**Supplied records:**
-------------------------

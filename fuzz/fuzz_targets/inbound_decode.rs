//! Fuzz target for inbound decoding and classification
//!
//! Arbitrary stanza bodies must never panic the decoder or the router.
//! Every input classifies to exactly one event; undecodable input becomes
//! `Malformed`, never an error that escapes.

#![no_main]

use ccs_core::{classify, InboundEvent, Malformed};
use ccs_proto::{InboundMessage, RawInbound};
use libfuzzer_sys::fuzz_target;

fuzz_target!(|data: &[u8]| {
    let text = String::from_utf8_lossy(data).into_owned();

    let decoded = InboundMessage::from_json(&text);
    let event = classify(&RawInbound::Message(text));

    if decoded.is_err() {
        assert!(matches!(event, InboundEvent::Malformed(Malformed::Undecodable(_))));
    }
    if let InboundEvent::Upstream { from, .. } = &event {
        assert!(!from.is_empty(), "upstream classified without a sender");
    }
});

-------------------------

**What to do:**
Once the line with "if let InboundEvent::Upstream" has been found in the records above, retype it and every line after it exactly, and include nothing else.

**Written answer:**
    if let InboundEvent::Upstream { from, .. } = &event {
        assert!(!from.is_empty(), "upstream classified without a sender");
    }
});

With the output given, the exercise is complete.